Yo conocí a un señor muy rico que todos los 31 de diciembre se ponía bravo porque al día siguiente le tocaba aumentar los sueldos por el alza del salario mínimo. Entonces yo lo cuestionaba diciéndole que por qué se molestaba por eso, si él no sabía qué hacer con tanta plata que tenía. Y no es que fuera mala persona; la gente lo quería y hacía obras sociales importantes. Pero tenía un defecto: era tacaño. Y el problema de los tacaños es que, sin quererlo, hacen que el dinero no se irrigue y la economía no avance.

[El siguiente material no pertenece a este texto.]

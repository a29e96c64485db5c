use std::path::PathBuf;
use std::process;
use std::sync::Arc;

use clap::Parser;

use frame_source_core::capture::capture_resolver::CaptureResolver;
use frame_source_core::capture::domain::capture_options::{CaptureOptions, Resolution};
use frame_source_core::capture::domain::read_metrics::LatencyMetrics;
use frame_source_core::capture::infrastructure::system_decoder::SystemDecoder;

const PROGRESS_INTERVAL: usize = 100;

/// Opens an image, image directory, video file or camera index and reads
/// frames from it.
#[derive(Parser)]
#[command(name = "frame-source")]
struct Cli {
    /// Image file, directory of images, video file, or camera index.
    input: String,

    /// Restart from the initial frame when the source runs out.
    #[arg(long = "loop")]
    looping: bool,

    /// Index of the first frame to read.
    #[arg(long)]
    initial_frame: Option<usize>,

    /// Frames to read per pass (must be positive).
    #[arg(long)]
    read_limit: Option<usize>,

    /// Camera resolution as WIDTHxHEIGHT.
    #[arg(long)]
    camera_resolution: Option<Resolution>,

    /// JSON file with capture options; flags override its values.
    #[arg(long)]
    config: Option<PathBuf>,

    /// Stop after this many frames (needed to end a looping source).
    #[arg(long)]
    max_frames: Option<usize>,
}

fn main() {
    env_logger::init();

    if let Err(e) = run() {
        eprintln!("Error: {e}");
        process::exit(1);
    }
}

fn run() -> Result<(), Box<dyn std::error::Error>> {
    let cli = Cli::parse();
    validate(&cli)?;
    let options = build_options(&cli)?;

    let metrics = Arc::new(LatencyMetrics::new());
    let resolver = CaptureResolver::new(Arc::new(SystemDecoder::new()), metrics.clone());
    let mut source = resolver.open(&cli.input, &options)?;
    log::info!(
        "Reading {} as {} at {:.2} fps",
        cli.input,
        source.kind(),
        source.frame_rate()
    );

    let max_frames = cli.max_frames.unwrap_or(usize::MAX);
    let mut count = 0;
    while count < max_frames {
        let Some(frame) = source.read()? else {
            break;
        };
        count += 1;
        if count % PROGRESS_INTERVAL == 0 {
            log::info!(
                "Read {count} frames (last: #{} {}x{}, mean {:.1}, center {:?})",
                frame.index(),
                frame.width(),
                frame.height(),
                frame.mean_intensity(),
                frame.pixel(frame.width() / 2, frame.height() / 2).unwrap_or_default()
            );
        }
    }

    log::info!("Read {count} frames from {}", cli.input);
    metrics.log_summary();
    Ok(())
}

fn build_options(cli: &Cli) -> Result<CaptureOptions, Box<dyn std::error::Error>> {
    let mut options = match &cli.config {
        Some(path) => CaptureOptions::from_json_file(path)?,
        None => CaptureOptions::default(),
    };
    if cli.looping {
        options = options.with_looping(true);
    }
    if let Some(index) = cli.initial_frame {
        options = options.with_initial_frame_index(index);
    }
    if let Some(limit) = cli.read_limit {
        options = options.with_read_length_limit(limit);
    }
    if let Some(resolution) = cli.camera_resolution {
        options = options.with_camera_resolution(resolution);
    }
    Ok(options)
}

fn validate(cli: &Cli) -> Result<(), Box<dyn std::error::Error>> {
    if cli.read_limit == Some(0) {
        return Err("Read limit must be positive, got 0".into());
    }
    if cli.max_frames == Some(0) {
        return Err("Max frames must be positive, got 0".into());
    }
    if let Some(path) = &cli.config {
        if !path.is_file() {
            return Err(format!("Config file not found: {}", path.display()).into());
        }
    }
    Ok(())
}
use std::fs;
use std::path::{Path, PathBuf};
use std::sync::Arc;
use std::time::Instant;

use crate::capture::domain::capture_error::{CaptureError, ProbeError};
use crate::capture::domain::capture_source::{CaptureSource, SourceKind};
use crate::capture::domain::frame_decoder::FrameDecoder;
use crate::capture::domain::read_metrics::{record_since, ReadMetrics};
use crate::shared::constants::STILL_FRAME_RATE;
use crate::shared::frame::Frame;

/// Images of a directory, in lexicographic file-name order.
///
/// The listing is taken once at construction. Entries are decoded lazily,
/// one per `read`, and entries that fail to decode are skipped. Decodable
/// entries are counted to honor `initial_frame_index`; on a looping restart
/// that count is re-derived from the start of the listing, so a directory
/// whose files change between passes is tolerated.
pub struct DirectorySource {
    dir: PathBuf,
    names: Vec<PathBuf>,
    file_cursor: usize,
    emitted: usize,
    initial_frame_index: usize,
    read_length_limit: usize,
    looping: bool,
    decoder: Arc<dyn FrameDecoder>,
    metrics: Arc<dyn ReadMetrics>,
}

impl DirectorySource {
    pub fn open(
        dir: &Path,
        looping: bool,
        initial_frame_index: usize,
        read_length_limit: usize,
        decoder: Arc<dyn FrameDecoder>,
        metrics: Arc<dyn ReadMetrics>,
    ) -> Result<Self, ProbeError> {
        let entries = fs::read_dir(dir).map_err(|_| {
            ProbeError::invalid_input(format!("Can't find the dir by {}", dir.display()))
        })?;
        let mut names: Vec<PathBuf> = entries
            .filter_map(|entry| entry.ok())
            .map(|entry| PathBuf::from(entry.file_name()))
            .collect();
        if names.is_empty() {
            return Err(ProbeError::open_error(format!(
                "The dir {} is empty",
                dir.display()
            )));
        }
        names.sort();

        let mut source = Self {
            dir: dir.to_path_buf(),
            names,
            file_cursor: 0,
            emitted: 0,
            initial_frame_index,
            read_length_limit,
            looping,
            decoder,
            metrics,
        };

        // Park the cursor on the first entry to emit; `read` decodes it again.
        match source.find_initial_entry() {
            Some((position, _)) => {
                source.file_cursor = position;
                Ok(source)
            }
            None => Err(ProbeError::open_error(format!(
                "Can't read the first image from {}",
                dir.display()
            ))),
        }
    }

    fn decode(&self, position: usize) -> Option<Frame> {
        let path = self.dir.join(&self.names[position]);
        let frame = self.decoder.decode_image(&path);
        match &frame {
            Some(f) => log::debug!(
                "DirectorySource: image {}, {}x{}",
                self.names[position].display(),
                f.width(),
                f.height()
            ),
            None => log::debug!(
                "DirectorySource: skipping undecodable {}",
                self.names[position].display()
            ),
        }
        frame
    }

    /// Scans from the top of the listing for the `initial_frame_index`-th
    /// decodable entry. Returns its position and frame.
    fn find_initial_entry(&self) -> Option<(usize, Frame)> {
        let mut decodable = 0;
        for position in 0..self.names.len() {
            if let Some(frame) = self.decode(position) {
                decodable += 1;
                if decodable > self.initial_frame_index {
                    return Some((position, frame));
                }
            }
        }
        None
    }

    fn next_in_pass(&mut self) -> Option<Frame> {
        while self.file_cursor < self.names.len() && self.emitted < self.read_length_limit {
            let position = self.file_cursor;
            self.file_cursor += 1;
            if let Some(frame) = self.decode(position) {
                self.emitted += 1;
                return Some(frame);
            }
        }
        None
    }

    fn restart_pass(&mut self) -> Option<Frame> {
        self.file_cursor = self.names.len();
        let (position, frame) = self.find_initial_entry()?;
        self.file_cursor = position + 1;
        self.emitted = 1;
        Some(frame)
    }
}

impl CaptureSource for DirectorySource {
    fn read(&mut self) -> Result<Option<Frame>, CaptureError> {
        let start = Instant::now();

        let mut frame = self.next_in_pass();
        if frame.is_none() && self.looping {
            frame = self.restart_pass();
        }

        let frame = frame.map(|f| f.with_index(self.initial_frame_index + self.emitted - 1));
        if frame.is_some() {
            record_since(self.metrics.as_ref(), start);
        }
        Ok(frame)
    }

    fn frame_rate(&self) -> f64 {
        STILL_FRAME_RATE
    }

    fn kind(&self) -> SourceKind {
        SourceKind::Dir
    }
}
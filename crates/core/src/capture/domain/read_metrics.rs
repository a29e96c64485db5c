use std::sync::Mutex;
use std::time::{Duration, Instant};

/// Sink for per-read latency, injected into every capture source.
///
/// Sources call `record_read` once per successful `read()` with the wall
/// time the call took. Sinks are shared (`Arc`) between the resolver's
/// probes and the caller, so recording goes through `&self`.
pub trait ReadMetrics: Send + Sync {
    fn record_read(&self, elapsed: Duration);
}

/// Convenience for sources: time from `start` until now.
pub(crate) fn record_since(metrics: &dyn ReadMetrics, start: Instant) {
    metrics.record_read(start.elapsed());
}

/// Discards every measurement.
pub struct NullReadMetrics;

impl ReadMetrics for NullReadMetrics {
    fn record_read(&self, _elapsed: Duration) {}
}

/// Point-in-time view of [`LatencyMetrics`].
#[derive(Clone, Copy, Debug, Default, PartialEq)]
pub struct LatencySnapshot {
    pub reads: usize,
    pub total: Duration,
    pub min: Option<Duration>,
    pub max: Option<Duration>,
}

impl LatencySnapshot {
    pub fn average_ms(&self) -> f64 {
        if self.reads == 0 {
            0.0
        } else {
            self.total.as_secs_f64() * 1000.0 / self.reads as f64
        }
    }
}

/// Accumulates read latency for end-of-run reporting.
#[derive(Default)]
pub struct LatencyMetrics {
    stats: Mutex<LatencySnapshot>,
}

impl LatencyMetrics {
    pub fn new() -> Self {
        Self::default()
    }

    pub fn snapshot(&self) -> LatencySnapshot {
        *self.stats.lock().unwrap_or_else(|e| e.into_inner())
    }

    pub fn count(&self) -> usize {
        self.snapshot().reads
    }

    pub fn average_ms(&self) -> f64 {
        self.snapshot().average_ms()
    }

    /// Returns the formatted summary, or `None` if nothing was recorded.
    pub fn summary_string(&self) -> Option<String> {
        let stats = self.snapshot();
        if stats.reads == 0 {
            return None;
        }
        let ms = |d: Option<Duration>| d.map_or(0.0, |d| d.as_secs_f64() * 1000.0);
        Some(format!(
            "Read latency ({} frames): avg {:.1}ms  min {:.1}ms  max {:.1}ms  total {:.0}ms",
            stats.reads,
            stats.average_ms(),
            ms(stats.min),
            ms(stats.max),
            stats.total.as_secs_f64() * 1000.0,
        ))
    }

    pub fn log_summary(&self) {
        if let Some(text) = self.summary_string() {
            log::info!("{text}");
        }
    }
}

impl ReadMetrics for LatencyMetrics {
    fn record_read(&self, elapsed: Duration) {
        let mut stats = self.stats.lock().unwrap_or_else(|e| e.into_inner());
        stats.reads += 1;
        stats.total += elapsed;
        stats.min = Some(stats.min.map_or(elapsed, |m| m.min(elapsed)));
        stats.max = Some(stats.max.map_or(elapsed, |m| m.max(elapsed)));
    }
}
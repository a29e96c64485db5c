use std::fmt;

use crate::capture::domain::capture_error::CaptureError;
use crate::shared::frame::Frame;

/// The medium a capture source was resolved to.
#[derive(Clone, Copy, Debug, PartialEq, Eq, Hash)]
pub enum SourceKind {
    Image,
    Dir,
    Video,
    Camera,
}

impl SourceKind {
    pub fn as_str(&self) -> &'static str {
        match self {
            SourceKind::Image => "IMAGE",
            SourceKind::Dir => "DIR",
            SourceKind::Video => "VIDEO",
            SourceKind::Camera => "CAMERA",
        }
    }
}

impl fmt::Display for SourceKind {
    fn fmt(&self, f: &mut fmt::Formatter<'_>) -> fmt::Result {
        f.write_str(self.as_str())
    }
}

/// A sequential stream of frames, whatever the underlying medium.
///
/// `read` blocks until a frame is available or the source is exhausted.
/// `Ok(None)` means there is no more data; callers stop reading. Only
/// camera sources return `Err`, when the device fails mid-stream.
pub trait CaptureSource: Send {
    fn read(&mut self) -> Result<Option<Frame>, CaptureError>;

    fn frame_rate(&self) -> f64;

    fn kind(&self) -> SourceKind;
}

Pero la economía también sufre con comportamientos cotidianos que son síntomas de la tacañería: cuando le pedimos rebaja a la mujer que vende aguacates en la calle; cuando generamos un trancón en un semáforo mientras esperamos que el que nos vendió alguna fruta o un periódico nos dé las vueltas; cuando le damos unas monedas al que nos cuida el carro sin tener en cuenta que está afuera, a sol y lluvia, trabajando hasta tarde, o cuando vamos a un restaurante, pedimos lo más costoso de la carta y al final nos quejamos de la propina porque se nos hace carísimo ese 10 por ciento adicional. Tenemos la posibilidad de dar más, pero caemos en el error de darle valor únicamente al producto y no valorar el servicio que nos presta un ser humano.
Además de la tacañería, hay otros comportamientos que tienen que ver con la falta de cultura ciudadana. Me refiero a actitudes como pensar que dar trabajo es hacer un favor; a acciones como encender las plumillas del carro cuando un muchacho se acerca a limpiar el parabrisas; a quienes creen que es una obligación que los atiendan y cuando un mesero se acerca a la mesa, ni lo determinan. Suponer que las personas están obligadas a servir, y luego tratarlas con displicencia, es maltrato. Pero si miramos a la gente a los ojos, la tratamos con respeto y le damos las gracias, con ese comportamiento empezamos a cambiar la forma como nos entendemos. El ambiente de convivencia dará un vuelco total cuando seamos capaces de erradicar esas actitudes poco cultas para establecer un trato digno y humano con quienes interactuamos diariamente.
Cuando uno tiene la oportunidad de relacionarse con tantas personas que luchan por ganarse la vida, y compara su situación con la de la gente que tiene estabilidad y buenos ingresos, entiende que hay que modificar las costumbres con los que trabajan muy duro pero ganan poquito. Y comprende que distribuir el ingreso no es comunismo ni socialismo; distribuir el ingreso diariamente, de todas las formas posibles, con los más sobados y, sobre todo, con amabilidad, educación y gratitud, es ayudar a construir un país más asequible donde el dinero circule, la economía se mueva y se valore al ser humano. Con este cambio de actitud, el servicio que le prestamos a Colombia es inmenso.